Vasco — A continuidade de Renato Gaúcho à frente do clube carioca está seriamente ameaçada após novos desentendimentos nos bastidores e resultados que frustraram o planejamento da temporada.
- Em resumo: diretoria avalia trocar o comando técnico depois de declarações que expuseram o grupo.
- Jogadores aguardam definição antes da reapresentação no CT Moacyr Barbosa.
Atritos públicos ampliam pressão
A tensão ganhou corpo quando Renato comentou, em entrevistas coletivas, a limitação do elenco e questionou publicamente o rendimento de alguns atletas. Internamente, a leitura foi de que o treinador abriu um flanco desnecessário em meio à luta para melhorar a posição no Brasileirão, competição regulada pela Confederação Brasileira de Futebol.
O episódio mais recente ocorreu logo após o empate com o Barracas Central, pela Sul-Americana. Naquela noite, o treinador reforçou que “o grupo é reduzido” e pediu paciência ao torcedor, mas a fala repercutiu como justificativa antecipada para eventuais tropeços.
“Estamos ali com o grupo que estamos, reduzido. Grupo que cheguei com 1 ponto no Brasileiro. Hoje está lá embaixo mas com uma ou duas vitórias está lá em cima. Brasileiro é assim, perde duas, perde posição. Ganha, vai lá para cima. Sem ter tido tempo. O torcedor tem direito de protestar, como fez hoje sem violência. Torcedor é paixão. Está sofrendo porque não ganhamos o último jogo. É assim. No futebol tudo é vitória. O mais importante é o torcedor comparecer domingo em São Januário, a gente tem um jogo difícil no Brasileiro.”
Dirigentes consideraram que, ao reforçar a escassez de opções, Renato colocou responsabilidade excessiva sobre a diretoria e expôs atletas que já convivem com a pressão da torcida.
Reunião decisiva à vista
Contratado em março com respaldo unânime do comitê de futebol, o técnico ainda não foi oficialmente comunicado sobre qualquer mudança.
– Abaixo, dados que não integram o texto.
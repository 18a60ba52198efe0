// Copyright (c) 2025 Kirky.X
//
// Licensed under the MIT License
// See LICENSE file in the project root for full license information.

pub mod errors;
pub mod handlers;
pub mod routes;
pub mod state;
Nos corredores de São Januário, porém, circula a informação de que uma reunião marcada para os próximos dias definirá se o trabalho continua ou se um novo treinador será buscado para o segundo semestre.
Enquanto isso, o elenco cumpre período de recesso e só volta a treinar na semana seguinte. A pausa, vista inicialmente como oportunidade para ajustes táticos, transformou-se em janela para reflexão sobre o futuro imediato do projeto esportivo.
Análise: efeito dominó em caso de troca
A possível saída de Renato Gaúcho não resolveria, sozinha, o desconforto interno. A crise revelou divergências sobre investimento em reforços, perfil de liderança e expectativas de curto prazo. Sem uma estratégia clara, a troca no comando pode apenas adiar o problema que nasce da falta de alinhamento entre elenco e direção.
Além disso, um novo treinador exigiria tempo para implementar ideias justamente quando o calendário se aperta, cenário que historicamente cobra um preço alto de quem mira recuperação rápida.